The for-loop version:
i = 0, sum += i not preformed (continue), i++
i = 1, sum = 1, i++
i = 2, sum = 3, i++
i = 3, sum += i not preformed (continue), i++
i = 4, i < 4 false, loop stopped
The while-loop version:
i = 0, i++, sum = 1
i = 1, i++, sum = 3
i = 2, i++, sum += i not preformed (continue)
i = 3, i++, sum = 7
i = 4, i < 4 false, loop stopped
In the while-loop, sum += i is preformed once more than in the for-loop. Is this the right way to convert the for-loop into a while-loop?
int i = 0, sum = 0;
while (i < 3) {
i++;
if (i % 3 == 0) continue;
sum += i;
}
System.out.println(sum);
Your 1 is focussing on it being the initial value, but that's not the point. The point is that i is never incremented when i % 3 == 0 is true, not that 0 is the initial value. So the while loop loops forever.

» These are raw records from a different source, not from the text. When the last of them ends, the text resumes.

//! Viewer resolution from HTTP Basic credentials.
//!
//! No `Authorization` header means an anonymous viewer; the engine decides
//! which operations that is enough for. A header that is present but does
//! not verify is rejected outright with 401.

use std::{convert::Infallible, sync::Arc};

use argon2::{
  Argon2, PasswordHash, PasswordHasher, PasswordVerifier,
  password_hash::SaltString,
};
use axum::{
  extract::{FromRequestParts, Request, State},
  http::{HeaderMap, header, request::Parts},
  middleware::Next,
  response::Response,
};
use base64::{Engine as _, engine::general_purpose::STANDARD as B64};
use photoshare_core::{Viewer, assets::AssetStore, store::PhotoStore};
use photoshare_engine::Engine;
use rand_core::OsRng;

use crate::error::ApiError;

/// Hash a password into the argon2 PHC string kept in the user store.
pub fn hash_password(password: &str) -> Result<String, ApiError> {
  let salt = SaltString::generate(&mut OsRng);
  Argon2::default()
    .hash_password(password.as_bytes(), &salt)
    .map(|hash| hash.to_string())
    .map_err(|e| ApiError::Hashing(e.to_string()))
}

/// Split a `Basic` header into login name and password.
///
/// `Ok(None)` when there is no header at all.
fn basic_credentials(headers: &HeaderMap) -> Result<Option<(String, String)>, ApiError> {
  let Some(value) = headers.get(header::AUTHORIZATION) else {
    return Ok(None);
  };

  let encoded = value
    .to_str()
    .ok()
    .and_then(|v| v.strip_prefix("Basic "))
    .ok_or(ApiError::BadCredentials)?;
  let decoded = B64.decode(encoded).map_err(|_| ApiError::BadCredentials)?;
  let creds = String::from_utf8(decoded).map_err(|_| ApiError::BadCredentials)?;

  let (login, password) = creds.split_once(':').ok_or(ApiError::BadCredentials)?;
  Ok(Some((login.to_string(), password.to_string())))
}

/// Verify the request's credentials against the user store.
pub async fn verify_viewer<S, A>(headers: &HeaderMap, engine: &Engine<S, A>) -> Result<Viewer, ApiError>
where
  S: PhotoStore,
  A: AssetStore,
{
  let Some((login, password)) = basic_credentials(headers)? else {
    return Ok(Viewer::Anonymous);
  };

  let creds = engine
    .credentials(&login)
    .await?
    .ok_or(ApiError::BadCredentials)?;
  let parsed = PasswordHash::new(&creds.password_hash).map_err(|_| ApiError::BadCredentials)?;
  Argon2::default()
    .verify_password(password.as_bytes(), &parsed)
    .map_err(|_| {
      tracing::debug!(%login, "password rejected");
      ApiError::BadCredentials
    })?;

  Ok(Viewer::User(creds.user.user_id))
}

/// Middleware that resolves the viewer once and stores it in the request
/// extensions for [`CurrentViewer`].
pub async fn resolve_viewer<S, A>(
  State(engine): State<Arc<Engine<S, A>>>,
  mut req: Request,
  next: Next,
) -> Result<Response, ApiError>
where
  S: PhotoStore + 'static,
  A: AssetStore + 'static,
{
  let viewer = verify_viewer(req.headers(), &engine).await?;
  req.extensions_mut().insert(viewer);
  Ok(next.run(req).await)
}

/// The viewer resolved for this request. Anonymous if the middleware did
/// not run.
#[derive(Debug, Clone, Copy)]
pub struct CurrentViewer(pub Viewer);

impl<St> FromRequestParts<St> for CurrentViewer
where
  St: Send + Sync,
{
  type Rejection = Infallible;

  async fn from_request_parts(parts: &mut Parts, _: &St) -> Result<Self, Self::Rejection> {
    Ok(CurrentViewer(
      parts.extensions.get::<Viewer>().copied().unwrap_or_default(),
    ))
  }
}

#[cfg(test)]
mod tests {
  use axum::http::HeaderValue;

  use super::*;

  fn headers(value: &str) -> HeaderMap {
    let mut h = HeaderMap::new();
    h.insert(header::AUTHORIZATION, HeaderValue::from_str(value).unwrap());
    h
  }

  #[test]
  fn missing_header_is_anonymous() {
    assert!(basic_credentials(&HeaderMap::new()).unwrap().is_none());
  }

  #[test]
  fn splits_on_first_colon() {
    let value = format!("Basic {}", B64.encode("alice:pa:ss"));
    let (login, password) = basic_credentials(&headers(&value)).unwrap().unwrap();
    assert_eq!((login.as_str(), password.as_str()), ("alice", "pa:ss"));
  }

  #[test]
  fn malformed_header_is_rejected() {
    for value in ["Bearer abc", "Basic !!!not-base64!!!"] {
      assert!(matches!(
        basic_credentials(&headers(value)),
        Err(ApiError::BadCredentials)
      ));
    }
    let no_colon = format!("Basic {}", B64.encode("alice"));
    assert!(matches!(
      basic_credentials(&headers(&no_colon)),
      Err(ApiError::BadCredentials)
    ));
  }

  #[test]
  fn hash_verifies() {
    let hash = hash_password("secret").unwrap();
    let parsed = PasswordHash::new(&hash).unwrap();
    assert!(Argon2::default().verify_password(b"secret", &parsed).is_ok());
    assert!(Argon2::default().verify_password(b"wrong", &parsed).is_err());
  }
}
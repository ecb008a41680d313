//! JSON REST API for photoshare.
//!
//! Exposes an axum [`Router`] backed by an [`Engine`]. Every request passes
//! through [`auth::resolve_viewer`], which turns HTTP Basic credentials into
//! a [`photoshare_core::Viewer`]; handlers read it with [`CurrentViewer`].
//! TLS and transport concerns are the caller's responsibility.
//!
//! # Mounting
//!
//! ```rust,ignore
//! .nest("/api", photoshare_api::api_router(engine.clone()))
//! ```

pub mod activities;
pub mod auth;
pub mod error;
pub mod extract;
pub mod photos;
pub mod session;
pub mod users;

use std::sync::Arc;

use axum::{
  Router,
  extract::DefaultBodyLimit,
  middleware,
  routing::{get, post},
};
use photoshare_core::{assets::AssetStore, store::PhotoStore};
use photoshare_engine::Engine;

pub use auth::CurrentViewer;
pub use error::ApiError;

/// Largest accepted upload body.
pub const UPLOAD_LIMIT: usize = 16 * 1024 * 1024;

/// Build a fully-materialised API router for `engine`.
///
/// The returned `Router<()>` can be nested into any parent router regardless
/// of its own state type.
pub fn api_router<S, A>(engine: Arc<Engine<S, A>>) -> Router<()>
where
  S: PhotoStore + 'static,
  A: AssetStore + 'static,
{
  Router::new()
    // Users
    .route("/users", get(users::list::<S, A>).post(users::create::<S, A>))
    .route("/users/{id}", get(users::get_one::<S, A>))
    .route("/users/{id}/photos", get(users::photos::<S, A>))
    .route("/users/{id}/photos/recent", get(users::most_recent::<S, A>))
    .route("/users/{id}/photos/top-commented", get(users::most_commented::<S, A>))
    .route("/users/{id}/stats", get(users::stats::<S, A>))
    // Photos
    .route(
      "/photos",
      post(photos::upload::<S, A>).layer(DefaultBodyLimit::max(UPLOAD_LIMIT)),
    )
    .route("/photos/{id}", get(photos::get_one::<S, A>))
    .route("/photos/{id}/comments", post(photos::comment::<S, A>))
    .route("/photos/{id}/like", post(photos::like::<S, A>))
    // Feed
    .route("/activities", get(activities::feed::<S, A>))
    // Session journal
    .route("/admin/login", post(session::login::<S, A>))
    .route("/admin/logout", post(session::logout::<S, A>))
    .route("/admin/counts", get(session::counts::<S, A>))
    .layer(middleware::from_fn_with_state(
      engine.clone(),
      auth::resolve_viewer::<S, A>,
    ))
    .with_state(engine)
}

Your 2 doesn't make any sense: The while version will loop forever, never summing anything.
Is this the right way to convert the for-loop into a while-loop?
No, you're incrementing i at the wrong time.
Think bout how a for loop works:
Initialization - First it sets the variables to the values in the first expression.
Test - Then it tests the values using the second expression.
Execute - If the value is true, it executes the loop body.
Increment - When the loop body is complete, it executes the third (increment) expression. Note that this is after the loop body.
Make your while loop do what the for loop is doing. (I'm intentionally not doing that for you; this is a learning exercise. I'll note that the best way to convert that for loop will not use continue, however. "Best," of course, is subjective.)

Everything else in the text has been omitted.